Monday, March 8, 2010

Last Call

The past is never very far away in Providence, even in the eclectic jumble of buildings that make up what locals call Downcity, an area south of a former saltwater cove and west of the confluence of the Moshassuck and Woonasquatucket rivers. Here, the air is thick with ghosts and damp with the sweat of laborers who made this a place of grandeur in the 18th and 19th centuries. At night, a lingering scent of tidal backwash and greasy food being served at a parked silver trolley known as Haven Brothers – considered the first American diner – is carried on breezes that gather in strength and curl around city blocks and foot bridges, cutting sharply to the spine.

This part of Providence offers a mix of charm and grit, streets of broken cobblestones and windows displaying FOR LEASE signs and a tight-knit culture of restaurants, pubs and artists making bold and innovative music, theater and visual art. In some ways the fact that Providence has endured so many cycles of neglect has been its salvation – and its inspiration.
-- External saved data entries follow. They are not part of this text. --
//! Web search — Brave Search API integration for the researcher node.

use async_trait::async_trait;
use serde_json::Value;
use std::time::Duration;
use tracing::debug;

use verity_settings::SearchSettings;

use crate::errors::{CollectorError, Result};

/// Brave caps query length; longer claims are truncated, not rejected —
/// a partial query still gathers usable evidence.
const MAX_QUERY_LENGTH: usize = 400;

/// One web search result.
#[derive(Clone, Debug, PartialEq, Eq)]
pub struct SearchResult {
    /// Page title.
    pub title: String,
    /// Page URL.
    pub url: String,
    /// Short description.
    pub snippet: String,
}

/// Trait for claim-driven web search.
#[async_trait]
pub trait SearchProvider: Send + Sync {
    /// Search the web for evidence about a query.
    async fn search(&self, query: &str) -> Result<Vec<SearchResult>>;
}

/// Render search results into the evidence block fed to the synthesizer.
#[must_use]
pub fn render_evidence(results: &[SearchResult]) -> String {
    if results.is_empty() {
        return "No results found.".into();
    }
    results
        .iter()
        .enumerate()
        .map(|(i, r)| format!("{}. {} ({})\n   {}", i + 1, r.title, r.url, r.snippet))
        .collect::<Vec<_>>()
        .join("\n\n")
}

/// Web search client for the Brave Search API.
pub struct BraveSearchClient {
    client: reqwest::Client,
    base_url: String,
    api_key: String,
    max_results: usize,
}

impl BraveSearchClient {
    /// Create a client from search settings plus the key read from the
    /// environment.
    pub fn from_settings(settings: &SearchSettings, api_key: String) -> Result<Self> {
        Self::new(
            &settings.base_url,
            api_key,
            settings.max_results,
            Duration::from_millis(settings.timeout_ms),
        )
    }

    /// Create a client with explicit parameters.
    pub fn new(
        base_url: &str,
        api_key: String,
        max_results: usize,
        timeout: Duration,
    ) -> Result<Self> {
        let client = reqwest::Client::builder().timeout(timeout).build()?;
        Ok(Self {
            client,
            base_url: base_url.trim_end_matches('/').to_string(),
            api_key,
            max_results,
        })
    }
}

fn truncate_query(query: &str) -> &str {
    if query.len() <= MAX_QUERY_LENGTH {
        return query;
    }
    let mut end = MAX_QUERY_LENGTH;
    while !query.is_char_boundary(end) {
        end -= 1;
    }
    &query[..end]
}

#[async_trait]
impl SearchProvider for BraveSearchClient {
    async fn search(&self, query: &str) -> Result<Vec<SearchResult>> {
        let url = format!("{}/res/v1/web/search", self.base_url);
        let response = self
            .client
            .get(&url)
            .header("Accept", "application/json")
            .header("X-Subscription-Token", &self.api_key)
            .query(&[
                ("q", truncate_query(query).to_string()),
                ("count", self.max_results.to_string()),
            ])
            .send()
            .await?;

        let status = response.status();
        if !status.is_success() {
            return Err(CollectorError::Api {
                status: status.as_u16(),
                message: response.text().await.unwrap_or_default(),
            });
        }

        let body: Value = response.json().await?;
        let results = body
            .get("web")
            .and_then(|w| w.get("results"))
            .and_then(Value::as_array)
            .map(|items| {
                items
                    .iter()
                    .take(self.max_results)
                    .map(|r| SearchResult {
                        title: r.get("title").and_then(Value::as_str).unwrap_or("").into(),
                        url: r.get("url").and_then(Value::as_str).unwrap_or("").into(),
                        snippet: r
                            .get("description")
                            .and_then(Value::as_str)
                            .unwrap_or("")
                            .into(),
                    })
                    .collect::<Vec<_>>()
            })
            .unwrap_or_default();

        debug!(count = results.len(), "web search complete");
        Ok(results)
    }
}
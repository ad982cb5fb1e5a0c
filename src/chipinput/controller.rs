//! The chip list controller.
//!
//! [`ChipList`] owns the ordered chips and decides what each discrete user
//! action does to them. It knows nothing about keys or rendering, so every
//! rule can be exercised directly.

use super::config::{ChangeFn, Config};
use super::types::{normalize, Chip, ChipKey, EmailChip};
use super::validate::ValidateFn;
use tracing::{debug, trace};

/// What a commit did.
#[derive(Debug, Clone, Copy, PartialEq, Eq)]
pub enum CommitOutcome {
    /// A chip was appended.
    Added {
        /// Key of the new chip.
        key: ChipKey,
        /// Validator result.
        valid: bool,
    },
    /// Nothing to commit after trimming.
    Empty,
    /// The normalized value is already a chip. The entry should be cleared.
    Duplicate,
    /// The limit is reached and the entry is disabled.
    LimitReached,
}

impl CommitOutcome {
    /// Whether the entry buffer should be cleared after this commit.
    pub fn clears_entry(&self) -> bool {
        matches!(self, CommitOutcome::Added { .. } | CommitOutcome::Duplicate)
    }
}

/// What a deletion did.
#[derive(Debug, Clone, PartialEq, Eq)]
pub enum DeleteOutcome {
    /// The chip was removed.
    Removed(Chip),
    /// Removing the chip would leave no valid chip behind.
    Refused,
    /// No chip has that key.
    NotFound,
}

/// Ordered chip collection plus the flags derived from it.
pub struct ChipList {
    chips: Vec<Chip>,
    limit: Option<usize>,
    required: bool,
    required_violation: bool,
    validate: ValidateFn,
    on_change: Option<ChangeFn>,
    revision: u64,
}

impl ChipList {
    /// Seeds the list from `config.initial_emails`.
    ///
    /// Seeds are normalized and marked valid without running the validator.
    /// Each gets its own key even when two seeds look alike.
    pub fn new(config: &Config) -> Self {
        let chips = config
            .initial_emails
            .iter()
            .map(|raw| Chip::new(normalize(raw), true))
            .collect();

        Self {
            chips,
            limit: config.limit,
            required: config.required,
            required_violation: false,
            validate: config.validate_email.clone(),
            on_change: config.on_chip_change.clone(),
            revision: 0,
        }
    }

    /// Commits raw entry text.
    ///
    /// Empty input is ignored. A value already present is dropped silently.
    /// Otherwise the validator runs and a chip is appended, valid or not.
    pub fn commit_entry(&mut self, raw: &str) -> CommitOutcome {
        let email = normalize(raw);
        if email.is_empty() {
            trace!("ignoring empty commit");
            return CommitOutcome::Empty;
        }
        if self.input_disabled() {
            debug!(%email, "commit ignored, chip limit reached");
            return CommitOutcome::LimitReached;
        }
        if self.contains(&email) {
            debug!(%email, "duplicate chip ignored");
            return CommitOutcome::Duplicate;
        }

        let valid = (self.validate)(&email);
        let chip = Chip::new(email, valid);
        let key = chip.key;
        debug!(email = %chip.email, valid, %key, "chip added");
        self.chips.push(chip);

        // An invalid addition only flags when no valid chip exists at all.
        self.required_violation = self.required && !self.has_valid();

        self.changed();
        CommitOutcome::Added { key, valid }
    }

    /// Deletes the chip with `key`.
    ///
    /// When a valid chip is required and `key` names the last valid one,
    /// the chip stays and the required violation is raised instead.
    pub fn delete_chip(&mut self, key: ChipKey) -> DeleteOutcome {
        let Some(index) = self.chips.iter().position(|c| c.key == key) else {
            trace!(%key, "delete of unknown chip");
            return DeleteOutcome::NotFound;
        };

        if self.required && self.chips[index].valid && self.valid_count() == 1 {
            debug!(email = %self.chips[index].email, "refusing to delete last valid chip");
            self.required_violation = true;
            return DeleteOutcome::Refused;
        }

        let chip = self.chips.remove(index);
        debug!(email = %chip.email, %key, "chip removed");
        if self.has_valid() {
            self.required_violation = false;
        }

        self.changed();
        DeleteOutcome::Removed(chip)
    }

    /// Deletes the most recently added chip, with the same protection as
    /// [`Self::delete_chip`].
    pub fn delete_last(&mut self) -> DeleteOutcome {
        match self.chips.last().map(|c| c.key) {
            Some(key) => self.delete_chip(key),
            None => DeleteOutcome::NotFound,
        }
    }

    /// Chips in display order.
    pub fn chips(&self) -> &[Chip] {
        &self.chips
    }

    /// Chips in their public shape.
    pub fn emails(&self) -> Vec<EmailChip> {
        self.chips.iter().map(Chip::to_email_chip).collect()
    }

    /// Number of chips.
    pub fn len(&self) -> usize {
        self.chips.len()
    }

    /// Whether there are no chips.
    pub fn is_empty(&self) -> bool {
        self.chips.is_empty()
    }

    /// Whether a chip with this normalized value exists.
    pub fn contains(&self, email: &str) -> bool {
        self.chips.iter().any(|c| c.email == email)
    }

    /// Incremented on every change to the chip list.
    pub fn revision(&self) -> u64 {
        self.revision
    }

    /// Typing is disabled while a limit is set and reached.
    pub fn input_disabled(&self) -> bool {
        self.limit.is_some_and(|limit| self.chips.len() >= limit)
    }

    /// The limit message follows [`Self::input_disabled`].
    pub fn limit_message_visible(&self) -> bool {
        self.input_disabled()
    }

    /// Whether the required message should be shown.
    pub fn required_message_visible(&self) -> bool {
        self.required_violation
    }

    fn valid_count(&self) -> usize {
        self.chips.iter().filter(|c| c.valid).count()
    }

    fn has_valid(&self) -> bool {
        self.chips.iter().any(|c| c.valid)
    }

    fn changed(&mut self) {
        self.revision += 1;
        if let Some(on_change) = &self.on_change {
            on_change(&self.emails());
        }
    }
}
#![warn(missing_docs)]
#![doc(html_root_url = "https://docs.rs/bubbletea-chips/")]

//! # bubbletea-chips
//!
//! An email chip input for terminal applications built with
//! [bubbletea-rs](https://github.com/joshka/bubbletea-rs).
//!
//! ## Overview
//!
//! The chip input turns typed email addresses into removable tokens
//! ("chips"). It follows the Elm Architecture used by bubbletea-rs, with
//! `update()` and `view()` methods, and keeps its list logic in a separate
//! [`chipinput::ChipList`] controller that can be driven without a terminal.
//!
//! ## Features
//!
//! - **Normalization**: entries are trimmed and lower-cased before they become chips
//! - **Validation**: invalid addresses still become chips, drawn with their own style
//! - **Duplicates** are dropped silently
//! - **Limit**: typing is disabled once the configured number of chips is reached
//! - **Required**: the last valid chip cannot be deleted
//! - **Change notification** with the full list after every change
//! - **Custom delete affordance** built from a factory
//!
//! ## Integration with bubbletea-rs
//!
//! ```rust
//! use bubbletea_chips::prelude::*;
//! use bubbletea_rs::{Cmd, Model, Msg};
//!
//! struct App {
//!     to: ChipInput,
//! }
//!
//! impl Model for App {
//!     fn init() -> (Self, Option<Cmd>) {
//!         let mut to = chipinput_new(&[
//!             with_placeholder("Add recipients"),
//!             with_validate_email(is_email),
//!             with_limit(5),
//!             with_limit_message("At most five recipients"),
//!         ])
//!         .expect("valid chip input config");
//!         let cmd = to.focus();
//!         (Self { to }, cmd)
//!     }
//!
//!     fn update(&mut self, msg: Msg) -> Option<Cmd> {
//!         self.to.update(msg)
//!     }
//!
//!     fn view(&self) -> String {
//!         format!("To: {}", self.to.view())
//!     }
//! }
//! ```
//!
//! Commands returned from `update` (for example a chip's delete affordance
//! firing) resolve to messages that must be routed back into the same
//! `update`, which bubbletea-rs does automatically.

pub mod chipinput;
pub mod key;

use bubbletea_rs::Cmd;

/// Core trait for components that support focus management.
///
/// - `focus()` sets the focused state and may return a command
/// - `blur()` unsets it; the chip input also commits pending text here
/// - `focused()` reports the current state
///
/// ```rust
/// use bubbletea_chips::prelude::*;
///
/// fn cycle<T: Component>(component: &mut T) {
///     let _ = component.focus();
///     assert!(component.focused());
///     component.blur();
///     assert!(!component.focused());
/// }
///
/// let mut input = ChipInput::default();
/// cycle(&mut input);
/// ```
pub trait Component {
    /// Sets the component to focused state.
    fn focus(&mut self) -> Option<Cmd>;

    /// Sets the component to blurred (unfocused) state.
    fn blur(&mut self);

    /// Returns the current focus state of the component.
    fn focused(&self) -> bool;
}

pub use chipinput::{
    default_key_map as chipinput_default_key_map, is_email, new as chipinput_new, Chip,
    ChipKey, ConfigError, DeleteButton, DeleteChipMsg, DeleteTrigger, EmailChip,
    KeyMap as ChipInputKeyMap, Model as ChipInput, Styles as ChipInputStyles,
};
pub use key::{
    matches, matches_binding, new_binding, with_disabled, with_help, with_keys, with_keys_str,
    Binding, Help as KeyHelp, KeyMap, KeyPress,
};

/// Prelude module for convenient imports.
///
/// ```rust
/// use bubbletea_chips::prelude::*;
///
/// let input = chipinput_new(&[with_required("Add at least one recipient")]).unwrap();
/// assert!(!input.required_message_visible());
/// ```
pub mod prelude {
    pub use crate::chipinput::{
        default_key_map as chipinput_default_key_map, is_email, new as chipinput_new,
        with_delete_button, with_initial_emails, with_key_map, with_limit, with_limit_message,
        with_on_chip_change, with_placeholder, with_prompt, with_required, with_styles,
        with_validate_email, Chip, ChipInputOption, ChipKey, CommitOutcome, Config,
        ConfigError, DeleteButton, DeleteChipMsg, DeleteOutcome, DeleteTrigger, EmailChip,
        KeyMap as ChipInputKeyMap, Model as ChipInput, Styles as ChipInputStyles,
    };
    pub use crate::key::{
        matches, matches_binding, new_binding, with_disabled, with_help, with_keys,
        with_keys_str, Binding, Help as KeyHelp, KeyMap, KeyPress,
    };
    pub use crate::Component;
}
Among the many successful projects to find a home in Providence recently is the latest initiative from The Museum On Site folks, whose Westminster Stories will remain up through Friday in the empty storefront at 191 Washington St. As one of the Providence Art Windows during this winter round, the exhibition is the centerpiece of a project that has collected “facts, memories and stories about two blocks of a single street in downtown Providence.” Andrew Losowsky and Lyra Monteiro of The Museum On Site are dedicated to “helping people understand their worlds through site-specific, free public experiences that share ideas and information in accessible and stimulating ways.” The group’s window and website are wonderful ways to make history off-the-wall and relevant to people today. The stories create a loose and engaging timeline of Providence’s former vitality, while reminding us even amid the vacuum and vacuity of so much modern development that there is still depth, heart and resonance in the places and spaces around us.

The Museum On Site first gained attention at another public art event in Providence, when it spotlighted Rhode Island’s role in the trans-Atlantic slave trade during a WaterFire display in the fall of 2008. Titled “A Thousand Ships,” the observance featured torchbearers who read aloud the names of slaves sold on ships that departed from Rhode Island, along with the burning of ceremonial paper chains. In a grand, symbolic gesture, a thousand WaterFire attendants simultaneously poured water from bottles into the river. The mass libation represented the estimated 1,000 slave ships that traveled from Rhode Island to Africa.

The group’s mission statement emphasizes projects that stimulate viewers in non-conventional ways and engage people directly, emotionally and intellectually through the forums of theater, museums, scholarship, art, advertising, public ritual and interactive media. Like many of Providence’s artists and arts organizations, The Museum On Site obsessively documents its work, providing an archival record that is helpful to historians, preservationists and storytellers, while actively encouraging further discussion and exploration.

So check out the window this week if you can. Another round of artists will be installed for the next iteration of Providence Art Windows the day after St. Patrick’s Day.

This week’s question: If you had an empty window to design, what part of Rhode Island would you like to put into it?